## To do
Whenever the word "create" turns up in a line of the data below, copy that line.

Data for this task below:

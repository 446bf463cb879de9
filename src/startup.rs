use crate::builder::{BollardDaemon, ShellExecutor};
use crate::configuration::{QueueBackend, Settings};
use crate::connectors::{CloudflareClient, HttpNotifier, LogNotifier, Notifier};
use crate::db::{CustomDomainStore, PgStore, ProjectStore};
use crate::detector::RealFileSystem;
use crate::dns::{DnsJob, DnsWorker, HickoryResolver, PropagationChecker, ReqwestProbe};
use crate::domains::DomainAttacher;
use crate::events::EventBus;
use crate::frameworks::templates::DockerfileRenderer;
use crate::lifecycle::ContainerLifecycle;
use crate::logs::{self, LogGateway, LogHub, LogJob};
use crate::pipeline::{self, DeploymentLocks, PipelineServices};
use crate::queue::{AmqpQueue, JobQueue, MemoryQueue};
use crate::routes;
use crate::source::{GitClient, RepositoryImporter};
use actix_cors::Cors;
use actix_web::{dev::Server, middleware, web, App, HttpServer};
use anyhow::Context;
use serde::de::DeserializeOwned;
use serde::Serialize;
use sqlx::PgPool;
use std::net::{IpAddr, TcpListener};
use std::sync::Arc;
use std::time::Duration;
use tracing_actix_web::TracingLogger;

/// What the HTTP surface needs.
#[derive(Clone)]
pub struct AppState {
    pub bus: EventBus,
    pub projects: Arc<dyn ProjectStore>,
    pub hub: Arc<LogHub>,
    pub webhook_secret: String,
}

pub fn run(listener: TcpListener, state: AppState) -> Result<Server, std::io::Error> {
    let bus = web::Data::new(state.bus);
    let projects = web::Data::new(state.projects);
    let hub = web::Data::new(state.hub);
    let secret = web::Data::new(routes::WebhookSecret(state.webhook_secret));

    let server = HttpServer::new(move || {
        App::new()
            .wrap(TracingLogger::default())
            .wrap(middleware::Compress::default())
            .wrap(Cors::permissive())
            .service(web::scope("/health_check").service(routes::health_check))
            .service(web::scope("/webhook").service(routes::push_handler))
            .service(web::resource("/logs/ws").route(web::get().to(routes::log_socket)))
            .app_data(bus.clone())
            .app_data(projects.clone())
            .app_data(hub.clone())
            .app_data(secret.clone())
    })
    .listen(listener)?
    .run();

    Ok(server)
}

fn job_queue<J>(settings: &Settings, queue: &str) -> anyhow::Result<Arc<dyn JobQueue<J>>>
where
    J: Serialize + DeserializeOwned + Send + Sync + 'static,
{
    let job_queue: Arc<dyn JobQueue<J>> = match settings.queue.backend {
        QueueBackend::Amqp => Arc::new(
            AmqpQueue::<J>::try_new(settings.amqp.connection_string(), queue)
                .with_context(|| format!("amqp queue {}", queue))?,
        ),
        QueueBackend::Memory => Arc::new(MemoryQueue::<J>::new()),
    };
    Ok(job_queue)
}

/// The running platform: HTTP server plus the entry points embedders drive directly.
pub struct Platform {
    pub server: Server,
    pub importer: Arc<RepositoryImporter>,
    pub domains: Arc<DomainAttacher>,
    pub lifecycle: Arc<ContainerLifecycle>,
    pub services: PipelineServices,
}

/// Wire stores, queues, workers and pipeline stages from `settings`, then start serving.
pub async fn build(
    settings: Settings,
    pg_pool: PgPool,
    listener: TcpListener,
) -> anyhow::Result<Platform> {
    let store = Arc::new(PgStore::new(pg_pool));
    store
        .migrate()
        .await
        .map_err(|err| anyhow::anyhow!(err))?;

    let log_queue = job_queue::<LogJob>(&settings, &settings.queue.log_queue)?;
    let dns_queue = job_queue::<DnsJob>(&settings, &settings.queue.dns_queue)?;

    let hub = Arc::new(LogHub::new());
    tokio::spawn(logs::run_log_worker(log_queue.clone(), hub.clone()));
    let gateway = LogGateway::new(log_queue);

    let executor = Arc::new(ShellExecutor);
    let services = PipelineServices {
        projects: store.clone(),
        deployments: store.clone(),
        executor: executor.clone(),
        daemon: Arc::new(BollardDaemon::connect().context("docker daemon")?),
        fs: Arc::new(RealFileSystem),
        renderer: Arc::new(DockerfileRenderer::new()?),
        gateway,
        git: GitClient::new(executor, settings.git.access_token.clone()),
        locks: DeploymentLocks::new(),
        registry: settings.docker.registry.clone(),
        container_port: settings.docker.container_port,
    };

    let bus = EventBus::new();
    let lifecycle = pipeline::register(&bus, &services);

    let notifier: Arc<dyn Notifier> = match &settings.notifications.url {
        Some(url) => Arc::new(HttpNotifier::new(url.clone())?),
        None => Arc::new(LogNotifier),
    };
    let server_ip: IpAddr = settings
        .dns
        .server_ip
        .parse()
        .with_context(|| format!("dns.server_ip {}", settings.dns.server_ip))?;
    let checker = PropagationChecker::new(
        Arc::new(HickoryResolver::new(Duration::from_millis(settings.dns.lookup_timeout_ms))),
        Arc::new(ReqwestProbe::new(Duration::from_secs(settings.dns.probe_timeout_secs))),
        server_ip,
    );
    let domain_store: Arc<dyn CustomDomainStore> = store.clone();
    tokio::spawn(DnsWorker::new(dns_queue.clone(), checker, domain_store.clone(), notifier).run());

    let domains = Arc::new(DomainAttacher::new(
        Arc::new(CloudflareClient::new(&settings.cloudflare)?),
        domain_store,
        dns_queue,
        settings.dns.server_ip.clone(),
        settings.dns.name_servers.clone(),
    ));
    let importer = Arc::new(RepositoryImporter::new(
        bus.clone(),
        services.projects.clone(),
        services.git.clone(),
        &settings.docker.projects_root,
    ));

    let server = run(
        listener,
        AppState {
            bus,
            projects: services.projects.clone(),
            hub,
            webhook_secret: settings.webhook.secret.clone(),
        },
    )?;
    tracing::info!("Platform started");

    Ok(Platform {
        server,
        importer,
        domains,
        lifecycle,
        services,
    })
}
//! Persistence boundary.
//!
//! The pipeline only talks to the store traits below. `PgStore` backs them with the
//! Postgres helpers in the submodules, `MemoryStore` keeps everything in process.

use crate::models;
use async_trait::async_trait;
use sqlx::PgPool;

pub mod custom_domain;
pub mod deployment;
mod memory;
pub mod project;

pub use memory::MemoryStore;

#[async_trait]
pub trait ProjectStore: Send + Sync {
    async fn find(&self, id: i32) -> Result<Option<models::Project>, String>;
    async fn find_by_repo_and_branch(
        &self,
        repo_id: &str,
        branch: &str,
    ) -> Result<Option<models::Project>, String>;
    async fn update(&self, project: models::Project) -> Result<models::Project, String>;
    async fn delete(&self, id: i32) -> Result<(), String>;
}

#[async_trait]
pub trait DeploymentStore: Send + Sync {
    async fn create(&self, deployment: models::Deployment) -> Result<models::Deployment, String>;
    async fn update(&self, deployment: models::Deployment) -> Result<models::Deployment, String>;
    async fn find_by_id(&self, id: i32) -> Result<Option<models::Deployment>, String>;
    async fn add_log(&self, deployment_id: i32, line: &str) -> Result<(), String>;
}

#[async_trait]
pub trait CustomDomainStore: Send + Sync {
    async fn insert(&self, domain: models::CustomDomain) -> Result<models::CustomDomain, String>;
    async fn find_by_domain(&self, domain: &str) -> Result<Option<models::CustomDomain>, String>;
    async fn mark_live(&self, id: i32) -> Result<(), String>;
}

/// Postgres-backed stores.
#[derive(Clone, Debug)]
pub struct PgStore {
    pool: PgPool,
}

impl PgStore {
    pub fn new(pool: PgPool) -> Self {
        Self { pool }
    }

    pub async fn migrate(&self) -> Result<(), String> {
        sqlx::migrate!("./migrations")
            .run(&self.pool)
            .await
            .map_err(|err| {
                tracing::error!("Failed to run migrations: {:?}", err);
                "Failed to run migrations".to_string()
            })
    }
}

#[async_trait]
impl ProjectStore for PgStore {
    async fn find(&self, id: i32) -> Result<Option<models::Project>, String> {
        project::fetch(&self.pool, id).await
    }

    async fn find_by_repo_and_branch(
        &self,
        repo_id: &str,
        branch: &str,
    ) -> Result<Option<models::Project>, String> {
        project::fetch_by_repo_and_branch(&self.pool, repo_id, branch).await
    }

    async fn update(&self, project: models::Project) -> Result<models::Project, String> {
        project::update(&self.pool, project).await
    }

    async fn delete(&self, id: i32) -> Result<(), String> {
        project::delete(&self.pool, id).await
    }
}

#[async_trait]
impl DeploymentStore for PgStore {
    async fn create(&self, deployment: models::Deployment) -> Result<models::Deployment, String> {
        deployment::insert(&self.pool, deployment).await
    }

    async fn update(&self, deployment: models::Deployment) -> Result<models::Deployment, String> {
        deployment::update(&self.pool, deployment).await
    }

    async fn find_by_id(&self, id: i32) -> Result<Option<models::Deployment>, String> {
        deployment::fetch(&self.pool, id).await
    }

    async fn add_log(&self, deployment_id: i32, line: &str) -> Result<(), String> {
        deployment::add_log(&self.pool, deployment_id, line).await
    }
}

#[async_trait]
impl CustomDomainStore for PgStore {
    async fn insert(&self, domain: models::CustomDomain) -> Result<models::CustomDomain, String> {
        custom_domain::insert(&self.pool, domain).await
    }

    async fn find_by_domain(&self, domain: &str) -> Result<Option<models::CustomDomain>, String> {
        custom_domain::fetch_by_domain(&self.pool, domain).await
    }

    async fn mark_live(&self, id: i32) -> Result<(), String> {
        custom_domain::mark_live(&self.pool, id).await
    }
}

End of Data for this task.

## Solution to the problem
    async fn create(&self, deployment: models::Deployment) -> Result<models::Deployment, String>;
    async fn create(&self, deployment: models::Deployment) -> Result<models::Deployment, String> {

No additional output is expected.